Distributed power is used in the United States, Canada, China, Australia, Brazil, Germany, Russia and South Africa. It is also (or has been) in regular unit-train operation in India, Mauritania, and Mexico, and
almost made it into operation in both pre- and post-revolutionary Iran.

Distributed power in a wired configuration (using the ECP trainline) is becoming increasingly common in North American and Australian heavy-haul unit-train operations.

==Other similar operations==
Top and tail is a phrase used to describe an operation where there is a locomotive at each end of the train, usually to make it easier to change direction at a terminal location where it is not possible to run the motive power around the train (i.e. swap the locomotives from one end of the train to the other); this arrangement is not used specifically to operate longer or heavier trains. Top-and-tail operation is not generally utilised with distributed power, although such a configuration could be used as such.
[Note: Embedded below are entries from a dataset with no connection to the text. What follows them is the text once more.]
//! In-memory repositories
//! Used by the test suite and for running the API without PostgreSQL.

use crate::{
    db::HealthStatus,
    error::AppError,
    models::{
        account::{normalize_email, Account, NewAccount, Role},
        listing::{Listing, ListingPatch, NewListing},
    },
    repository::{AccountRepository, ListingRepository},
};
use async_trait::async_trait;
use chrono::{DateTime, Utc};
use std::collections::HashMap;
use tokio::sync::RwLock;
use uuid::Uuid;

#[derive(Default)]
pub struct MemoryAccountRepository {
    accounts: RwLock<HashMap<Uuid, Account>>,
}

impl MemoryAccountRepository {
    pub fn new() -> Self {
        Self::default()
    }

    /// Drop an account. There is no deletion route; tests use this to
    /// simulate an account removed after its tokens were issued.
    pub async fn remove(&self, id: Uuid) -> bool {
        self.accounts.write().await.remove(&id).is_some()
    }
}

#[async_trait]
impl AccountRepository for MemoryAccountRepository {
    async fn find_by_email(&self, email: &str) -> Result<Option<Account>, AppError> {
        let email = normalize_email(email);
        let accounts = self.accounts.read().await;
        Ok(accounts.values().find(|a| a.email == email).cloned())
    }

    async fn find_by_id(&self, id: Uuid) -> Result<Option<Account>, AppError> {
        Ok(self.accounts.read().await.get(&id).cloned())
    }

    async fn create(&self, account: NewAccount) -> Result<Account, AppError> {
        let email = normalize_email(&account.email);
        // 持有写锁完成检查与插入
        let mut accounts = self.accounts.write().await;
        if accounts.values().any(|a| a.email == email) {
            return Err(AppError::DuplicateAccount);
        }

        let now = Utc::now();
        let created = Account {
            id: Uuid::new_v4(),
            name: account.name.trim().to_string(),
            phone: account.phone.trim().to_string(),
            email,
            password_hash: account.password_hash,
            role: account.role,
            profile_image_url: account.profile_image_url,
            last_login: None,
            created_at: now,
            updated_at: now,
        };
        accounts.insert(created.id, created.clone());
        Ok(created)
    }

    async fn record_login(&self, id: Uuid, at: DateTime<Utc>) -> Result<(), AppError> {
        if let Some(account) = self.accounts.write().await.get_mut(&id) {
            account.last_login = Some(at);
            account.updated_at = Utc::now();
        }
        Ok(())
    }

    async fn update_role(&self, id: Uuid, role: Role) -> Result<Option<Account>, AppError> {
        let mut accounts = self.accounts.write().await;
        Ok(accounts.get_mut(&id).map(|account| {
            account.role = role;
            account.updated_at = Utc::now();
            account.clone()
        }))
    }

    async fn list(&self) -> Result<Vec<Account>, AppError> {
        let mut accounts: Vec<Account> = self.accounts.read().await.values().cloned().collect();
        accounts.sort_by(|a, b| b.created_at.cmp(&a.created_at));
        Ok(accounts)
    }

    async fn health_check(&self) -> HealthStatus {
        HealthStatus::Healthy
    }
}

#[derive(Default)]
pub struct MemoryListingRepository {
    listings: RwLock<HashMap<Uuid, Listing>>,
}

impl MemoryListingRepository {
    pub fn new() -> Self {
        Self::default()
    }
}

#[async_trait]
impl ListingRepository for MemoryListingRepository {
    async fn create(&self, listing: NewListing) -> Result<Listing, AppError> {
        let created = Listing {
            id: Uuid::new_v4(),
            name: listing.name,
            images: listing.images,
            price: listing.price,
            seller: listing.seller,
            seller_phone: listing.seller_phone,
            place: listing.place,
            quality: listing.quality,
            added_by: listing.added_by,
            added_date: Utc::now(),
            color: listing.color,
            category: listing.category,
            curved: listing.curved,
            multifunctional: listing.multifunctional,
        };
        self.listings.write().await.insert(created.id, created.clone());
        Ok(created)
    }

    async fn list(&self) -> Result<Vec<Listing>, AppError> {
        let mut listings: Vec<Listing> = self.listings.read().await.values().cloned().collect();
        listings.sort_by(|a, b| b.added_date.cmp(&a.added_date));
        Ok(listings)
    }

    async fn find_by_id(&self, id: Uuid) -> Result<Option<Listing>, AppError> {
        Ok(self.listings.read().await.get(&id).cloned())
    }

    async fn find_duplicate(
        &self,
        name: &str,
        price: f64,
        seller: &str,
        color: Option<&str>,
    ) -> Result<Option<Listing>, AppError> {
        let listings = self.listings.read().await;
        Ok(listings
            .values()
            .find(|l| {
                l.name == name && l.price == price && l.seller == seller && l.color.as_deref() == color
            })
            .cloned())
    }

    async fn update(&self, id: Uuid, patch: &ListingPatch) -> Result<Option<Listing>, AppError> {
        // 持有写锁完成读取、修改与写回
        let mut listings = self.listings.write().await;
        Ok(listings.get_mut(&id).map(|stored| {
            patch.apply_to(stored);
            stored.clone()
        }))
    }

    async fn delete(&self, id: Uuid) -> Result<bool, AppError> {
        Ok(self.listings.write().await.remove(&id).is_some())
    }
}
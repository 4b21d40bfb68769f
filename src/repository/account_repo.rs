//! Account repository (数据库访问层)

use crate::{
    db::HealthStatus,
    error::AppError,
    models::account::{normalize_email, Account, NewAccount, Role},
};
use async_trait::async_trait;
use chrono::{DateTime, Utc};
use sqlx::PgPool;
use uuid::Uuid;

/// Persistence seam for employer accounts
#[async_trait]
pub trait AccountRepository: Send + Sync {
    /// 根据邮箱查找账户（大小写不敏感）
    async fn find_by_email(&self, email: &str) -> Result<Option<Account>, AppError>;

    /// 根据 ID 查找账户
    async fn find_by_id(&self, id: Uuid) -> Result<Option<Account>, AppError>;

    /// 创建账户，邮箱已存在时返回 DuplicateAccount
    async fn create(&self, account: NewAccount) -> Result<Account, AppError>;

    /// 更新最后登录时间
    async fn record_login(&self, id: Uuid, at: DateTime<Utc>) -> Result<(), AppError>;

    /// 修改角色
    async fn update_role(&self, id: Uuid, role: Role) -> Result<Option<Account>, AppError>;

    /// 列出所有账户
    async fn list(&self) -> Result<Vec<Account>, AppError>;

    /// 存储健康检查
    async fn health_check(&self) -> HealthStatus;
}

#[derive(sqlx::FromRow)]
struct AccountRow {
    id: Uuid,
    name: String,
    phone: String,
    email: String,
    password_hash: String,
    role: String,
    profile_image_url: Option<String>,
    last_login: Option<DateTime<Utc>>,
    created_at: DateTime<Utc>,
    updated_at: DateTime<Utc>,
}

impl TryFrom<AccountRow> for Account {
    type Error = AppError;

    fn try_from(row: AccountRow) -> Result<Self, Self::Error> {
        let role = row
            .role
            .parse::<Role>()
            .map_err(|_| AppError::Internal(format!("Unknown role stored: {}", row.role)))?;

        Ok(Account {
            id: row.id,
            name: row.name,
            phone: row.phone,
            email: row.email,
            password_hash: row.password_hash,
            role,
            profile_image_url: row.profile_image_url,
            last_login: row.last_login,
            created_at: row.created_at,
            updated_at: row.updated_at,
        })
    }
}

pub struct PgAccountRepository {
    db: PgPool,
}

impl PgAccountRepository {
    pub fn new(db: PgPool) -> Self {
        Self { db }
    }
}

#[async_trait]
impl AccountRepository for PgAccountRepository {
    async fn find_by_email(&self, email: &str) -> Result<Option<Account>, AppError> {
        let row = sqlx::query_as::<_, AccountRow>(
            "SELECT * FROM employer_accounts WHERE LOWER(email) = $1",
        )
        .bind(normalize_email(email))
        .fetch_optional(&self.db)
        .await?;

        row.map(Account::try_from).transpose()
    }

    async fn find_by_id(&self, id: Uuid) -> Result<Option<Account>, AppError> {
        let row = sqlx::query_as::<_, AccountRow>("SELECT * FROM employer_accounts WHERE id = $1")
            .bind(id)
            .fetch_optional(&self.db)
            .await?;

        row.map(Account::try_from).transpose()
    }

    async fn create(&self, account: NewAccount) -> Result<Account, AppError> {
        let row = sqlx::query_as::<_, AccountRow>(
            r#"
            INSERT INTO employer_accounts
                (id, name, phone, email, password_hash, role, profile_image_url)
            VALUES ($1, $2, $3, $4, $5, $6, $7)
            RETURNING *
            "#,
        )
        .bind(Uuid::new_v4())
        .bind(account.name.trim())
        .bind(account.phone.trim())
        .bind(normalize_email(&account.email))
        .bind(&account.password_hash)
        .bind(account.role.as_str())
        .bind(&account.profile_image_url)
        .fetch_one(&self.db)
        .await
        .map_err(|e| match e {
            // 并发注册由唯一索引兜底
            sqlx::Error::Database(ref db_err) if db_err.is_unique_violation() => {
                AppError::DuplicateAccount
            }
            other => AppError::Database(other),
        })?;

        Account::try_from(row)
    }

    async fn record_login(&self, id: Uuid, at: DateTime<Utc>) -> Result<(), AppError> {
        sqlx::query(
            r#"
            UPDATE employer_accounts
            SET
                last_login = $2,
                updated_at = NOW()
            WHERE id = $1
            "#,
        )
        .bind(id)
        .bind(at)
        .execute(&self.db)
        .await?;

        Ok(())
    }

    async fn update_role(&self, id: Uuid, role: Role) -> Result<Option<Account>, AppError> {
        let row = sqlx::query_as::<_, AccountRow>(
            r#"
            UPDATE employer_accounts
            SET
                role = $2,
                updated_at = NOW()
            WHERE id = $1
            RETURNING *
            "#,
        )
        .bind(id)
        .bind(role.as_str())
        .fetch_optional(&self.db)
        .await?;

        row.map(Account::try_from).transpose()
    }

    async fn list(&self) -> Result<Vec<Account>, AppError> {
        let rows = sqlx::query_as::<_, AccountRow>(
            "SELECT * FROM employer_accounts ORDER BY created_at DESC",
        )
        .fetch_all(&self.db)
        .await?;

        rows.into_iter().map(Account::try_from).collect()
    }

    async fn health_check(&self) -> HealthStatus {
        crate::db::ping(&self.db).await
    }
}
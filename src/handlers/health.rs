//! 健康检查处理器
//! 提供 /health 和 /ready 端点

use axum::{extract::State, http::StatusCode, Json};
use serde::Serialize;
use std::sync::{Arc, OnceLock};
use std::time::Instant;

use crate::middleware::AppState;

/// 存活探针响应
#[derive(Serialize)]
pub struct HealthResponse {
    pub status: String,
    pub version: String,
    pub uptime_secs: u64,
}

/// 就绪探针响应
#[derive(Serialize)]
pub struct ReadinessResponse {
    pub ready: bool,
    pub checks: Vec<HealthCheck>,
}

/// 健康检查项
#[derive(Serialize)]
pub struct HealthCheck {
    pub name: String,
    pub status: String,
    #[serde(skip_serializing_if = "Option::is_none")]
    pub message: Option<String>,
}

static APP_START_TIME: OnceLock<Instant> = OnceLock::new();

/// 设置应用启动时间（在 main 中调用）
pub fn set_start_time() {
    APP_START_TIME.get_or_init(Instant::now);
}

/// 获取应用运行时间（秒）
pub fn get_uptime() -> u64 {
    APP_START_TIME
        .get()
        .map_or(0, |start| start.elapsed().as_secs())
}

/// 存活探针
/// 快速响应，不检查依赖
pub async fn health_check() -> Json<HealthResponse> {
    Json(HealthResponse {
        status: "ok".to_string(),
        version: env!("CARGO_PKG_VERSION").to_string(),
        uptime_secs: get_uptime(),
    })
}

/// 就绪探针
/// 检查账户存储
pub async fn readiness_check(
    State(state): State<Arc<AppState>>,
) -> (StatusCode, Json<ReadinessResponse>) {
    let store_health = state.accounts.health_check().await;

    let checks = vec![HealthCheck {
        name: "account_store".to_string(),
        status: if store_health.is_healthy() {
            "healthy".to_string()
        } else {
            "unhealthy".to_string()
        },
        message: store_health.message(),
    }];

    let ready = checks.iter().all(|c| c.status == "healthy");
    let status = if ready {
        StatusCode::OK
    } else {
        StatusCode::SERVICE_UNAVAILABLE
    };

    (status, Json(ReadinessResponse { ready, checks }))
}
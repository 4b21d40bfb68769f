//! Owner-or-admin authorization for listing mutations

use crate::error::AppError;
use uuid::Uuid;

/// Permit when the actor owns the resource or holds the admin role.
///
/// The role comes straight from access-token claims, so it is lowercased
/// here instead of trusting the stored casing.
pub fn authorize_mutation(
    acting_identity: Uuid,
    acting_role: &str,
    resource_owner_identity: Uuid,
) -> Result<(), AppError> {
    if acting_identity == resource_owner_identity {
        return Ok(());
    }

    if acting_role.trim().to_lowercase() == "admin" {
        return Ok(());
    }

    tracing::debug!(
        actor = %acting_identity,
        owner = %resource_owner_identity,
        role = acting_role,
        "Mutation denied"
    );
    Err(AppError::Forbidden)
}
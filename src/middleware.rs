//! HTTP 中间件
//! 应用状态与请求追踪

use axum::{
    extract::Request,
    http::{HeaderMap, HeaderValue},
    middleware::Next,
    response::Response,
};
use std::sync::Arc;
use std::time::Instant;
use tracing::Instrument;
use uuid::Uuid;

use crate::{
    auth::{JwtService, PasswordHasher},
    config::AppConfig,
    error::AppError,
    repository::{AccountRepository, ListingRepository},
    services::{AuthService, ListingService},
    uploads::UploadStore,
};

/// 应用状态
///
/// 服务以 Arc 共享，Clone 只是指针拷贝。
#[derive(Clone)]
pub struct AppState {
    pub config: AppConfig,
    pub accounts: Arc<dyn AccountRepository>,
    pub jwt_service: Arc<JwtService>,
    pub auth_service: Arc<AuthService>,
    pub listing_service: Arc<ListingService>,
    pub uploads: Arc<UploadStore>,
}

impl AppState {
    /// 由配置和存储实现组装所有服务
    pub fn new(
        config: AppConfig,
        accounts: Arc<dyn AccountRepository>,
        listings: Arc<dyn ListingRepository>,
    ) -> Result<Self, AppError> {
        let jwt_service = Arc::new(JwtService::from_config(&config.security)?);
        let hasher = PasswordHasher::from_config(&config.security)?;
        let uploads = Arc::new(UploadStore::from_config(&config.uploads));

        let auth_service = Arc::new(AuthService::new(
            accounts.clone(),
            jwt_service.clone(),
            hasher,
            uploads.clone(),
        ));
        let listing_service = Arc::new(ListingService::new(listings));

        Ok(Self {
            config,
            accounts,
            jwt_service,
            auth_service,
            listing_service,
            uploads,
        })
    }
}

/// 请求追踪中间件
/// 为每个请求生成 trace_id 和 request_id，并记录指标
pub async fn request_tracking_middleware(req: Request, next: Next) -> Response {
    let trace_id = extract_or_generate_trace_id(req.headers());
    let request_id = Uuid::new_v4().to_string();

    let method = req.method().to_string();
    let path = req.uri().path().to_string();

    let span = tracing::info_span!(
        "http_request",
        trace_id = %trace_id,
        request_id = %request_id,
        method = %method,
        path = %path,
    );

    async move {
        let start = Instant::now();

        let mut response = next.run(req).await;

        let elapsed = start.elapsed();
        let status = response.status().as_u16();

        // 指标标签只使用有限取值
        let method_name = match method.as_str() {
            "GET" => "GET",
            "POST" => "POST",
            "PUT" => "PUT",
            "DELETE" => "DELETE",
            _ => "OTHER",
        };
        let status_class = match status {
            200..=299 => "2xx",
            400..=499 => "4xx",
            500..=599 => "5xx",
            _ => "other",
        };

        metrics::counter!("http_requests_total", "method" => method_name, "status" => status_class)
            .increment(1);
        metrics::histogram!("http_request_duration_seconds").record(elapsed.as_secs_f64());

        tracing::info!(
            status = status,
            elapsed_ms = elapsed.as_millis() as u64,
            "Request completed"
        );

        if let Ok(value) = HeaderValue::from_str(&trace_id) {
            response.headers_mut().insert("x-trace-id", value);
        }
        if let Ok(value) = HeaderValue::from_str(&request_id) {
            response.headers_mut().insert("x-request-id", value);
        }

        response
    }
    .instrument(span)
    .await
}

/// 从请求头中提取或生成 trace_id
fn extract_or_generate_trace_id(headers: &HeaderMap) -> String {
    headers
        .get("x-trace-id")
        .and_then(|v| v.to_str().ok())
        .map(|s| s.to_string())
        .unwrap_or_else(|| Uuid::new_v4().to_string())
}
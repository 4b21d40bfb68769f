//! Employer account domain models

use chrono::{DateTime, Utc};
use serde::{Deserialize, Serialize};
use std::{fmt, str::FromStr};
use uuid::Uuid;

use crate::error::AppError;

/// Authorization tier of an employer account
#[derive(Debug, Clone, Copy, Serialize, Deserialize, PartialEq, Eq, Default)]
#[serde(rename_all = "lowercase")]
pub enum Role {
    Admin,
    Head,
    #[default]
    Junior,
}

impl Role {
    pub fn as_str(&self) -> &'static str {
        match self {
            Role::Admin => "admin",
            Role::Head => "head",
            Role::Junior => "junior",
        }
    }
}

impl fmt::Display for Role {
    fn fmt(&self, f: &mut fmt::Formatter<'_>) -> fmt::Result {
        f.write_str(self.as_str())
    }
}

impl FromStr for Role {
    type Err = AppError;

    fn from_str(s: &str) -> Result<Self, Self::Err> {
        match s.trim().to_lowercase().as_str() {
            "admin" => Ok(Role::Admin),
            "head" => Ok(Role::Head),
            "junior" => Ok(Role::Junior),
            other => Err(AppError::Validation(format!(
                "role must be one of admin, head, junior (got '{}')",
                other
            ))),
        }
    }
}

/// Employer staff account as persisted
#[derive(Debug, Clone)]
pub struct Account {
    pub id: Uuid,
    pub name: String,
    pub phone: String,
    pub email: String,
    pub password_hash: String,
    pub role: Role,
    pub profile_image_url: Option<String>,
    pub last_login: Option<DateTime<Utc>>,
    pub created_at: DateTime<Utc>,
    pub updated_at: DateTime<Utc>,
}

/// Fields required to persist a new account; the hash is computed by the caller
#[derive(Debug, Clone)]
pub struct NewAccount {
    pub name: String,
    pub phone: String,
    pub email: String,
    pub password_hash: String,
    pub role: Role,
    pub profile_image_url: Option<String>,
}

/// Emails are compared case-insensitively and stored lowercased.
pub fn normalize_email(email: &str) -> String {
    email.trim().to_lowercase()
}

/// Account response (without the password hash)
#[derive(Debug, Clone, Serialize, Deserialize)]
pub struct AccountResponse {
    pub id: Uuid,
    pub name: String,
    pub phone: String,
    pub email: String,
    pub role: Role,
    pub profile_image_url: Option<String>,
    pub last_login: Option<DateTime<Utc>>,
    pub created_at: DateTime<Utc>,
}

impl From<Account> for AccountResponse {
    fn from(account: Account) -> Self {
        Self {
            id: account.id,
            name: account.name,
            phone: account.phone,
            email: account.email,
            role: account.role,
            profile_image_url: account.profile_image_url,
            last_login: account.last_login,
            created_at: account.created_at,
        }
    }
}
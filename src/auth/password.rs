//! Password hashing and verification using Argon2id

use crate::{config::SecurityConfig, error::AppError};
use argon2::{
    password_hash::{
        rand_core::OsRng, PasswordHash, PasswordHasher as _, PasswordVerifier, SaltString,
    },
    Algorithm, Argon2, Params, Version,
};

/// Password hasher with configurable cost parameters
#[derive(Clone)]
pub struct PasswordHasher {
    argon2: Argon2<'static>,
    min_length: usize,
    /// Verified against when the account does not exist, so both failure paths cost the same.
    dummy_hash: String,
}

impl PasswordHasher {
    /// Create hasher with explicit cost parameters
    pub fn new(memory_kib: u32, iterations: u32, parallelism: u32) -> Result<Self, AppError> {
        let params = Params::new(memory_kib, iterations, parallelism, None)
            .map_err(|e| AppError::Config(format!("Invalid Argon2 params: {}", e)))?;

        let argon2 = Argon2::new(Algorithm::Argon2id, Version::V0x13, params);

        let mut hasher = Self {
            argon2,
            min_length: 8,
            dummy_hash: String::new(),
        };
        hasher.dummy_hash = hasher.hash("dummy-password-for-timing")?;
        Ok(hasher)
    }

    /// Create hasher from the security section of the config
    pub fn from_config(config: &SecurityConfig) -> Result<Self, AppError> {
        let mut hasher = Self::new(
            config.hash_memory_kib,
            config.hash_iterations,
            config.hash_parallelism,
        )?;
        hasher.min_length = config.password_min_length;
        Ok(hasher)
    }

    /// Hash a password
    pub fn hash(&self, password: &str) -> Result<String, AppError> {
        let salt = SaltString::generate(&mut OsRng);

        let password_hash = self
            .argon2
            .hash_password(password.as_bytes(), &salt)
            .map_err(|e| {
                tracing::error!("Failed to hash password: {:?}", e);
                AppError::Internal(format!("Failed to hash password: {}", e))
            })?
            .to_string();

        Ok(password_hash)
    }

    /// Verify a password against a hash
    pub fn verify(&self, password: &str, hash: &str) -> Result<(), AppError> {
        let parsed_hash = PasswordHash::new(hash).map_err(|e| {
            tracing::debug!("Failed to parse password hash: {:?}", e);
            AppError::Internal(format!("Failed to parse password hash: {}", e))
        })?;

        self.argon2
            .verify_password(password.as_bytes(), &parsed_hash)
            .map_err(|_| AppError::InvalidCredentials)
    }

    /// Burn one verification against the dummy hash and always fail.
    pub fn verify_dummy(&self, password: &str) -> AppError {
        let _ = self.verify(password, &self.dummy_hash);
        AppError::InvalidCredentials
    }

    /// Hash on the blocking pool
    pub async fn hash_blocking(&self, password: String) -> Result<String, AppError> {
        let hasher = self.clone();
        tokio::task::spawn_blocking(move || hasher.hash(&password))
            .await
            .map_err(|e| AppError::Internal(format!("Hash task failed: {}", e)))?
    }

    /// Verify on the blocking pool. `None` means the account does not exist.
    pub async fn verify_blocking(
        &self,
        password: String,
        hash: Option<String>,
    ) -> Result<(), AppError> {
        let hasher = self.clone();
        tokio::task::spawn_blocking(move || match hash {
            Some(hash) => hasher.verify(&password, &hash),
            None => Err(hasher.verify_dummy(&password)),
        })
        .await
        .map_err(|e| AppError::Internal(format!("Verify task failed: {}", e)))?
    }

    /// Validate password against policy
    pub fn validate_password_policy(&self, password: &str) -> Result<(), AppError> {
        if password.chars().count() < self.min_length {
            return Err(AppError::Validation(format!(
                "Password must be at least {} characters",
                self.min_length
            )));
        }

        Ok(())
    }
}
The description should not be confused with push-pull, which refers specifically to a train configuration (usually associated with passenger trains) in which the motive power is located at one end of the train only. In this latter configuration, the train can be operated from the non-powered end by an operator's control position (the cab-car) at that end of the train.

==Distributed traction==
In a distributed traction system there are no locomotives but power is distributed along the train by multiple traction motors. An electric multiple unit is an example of this system.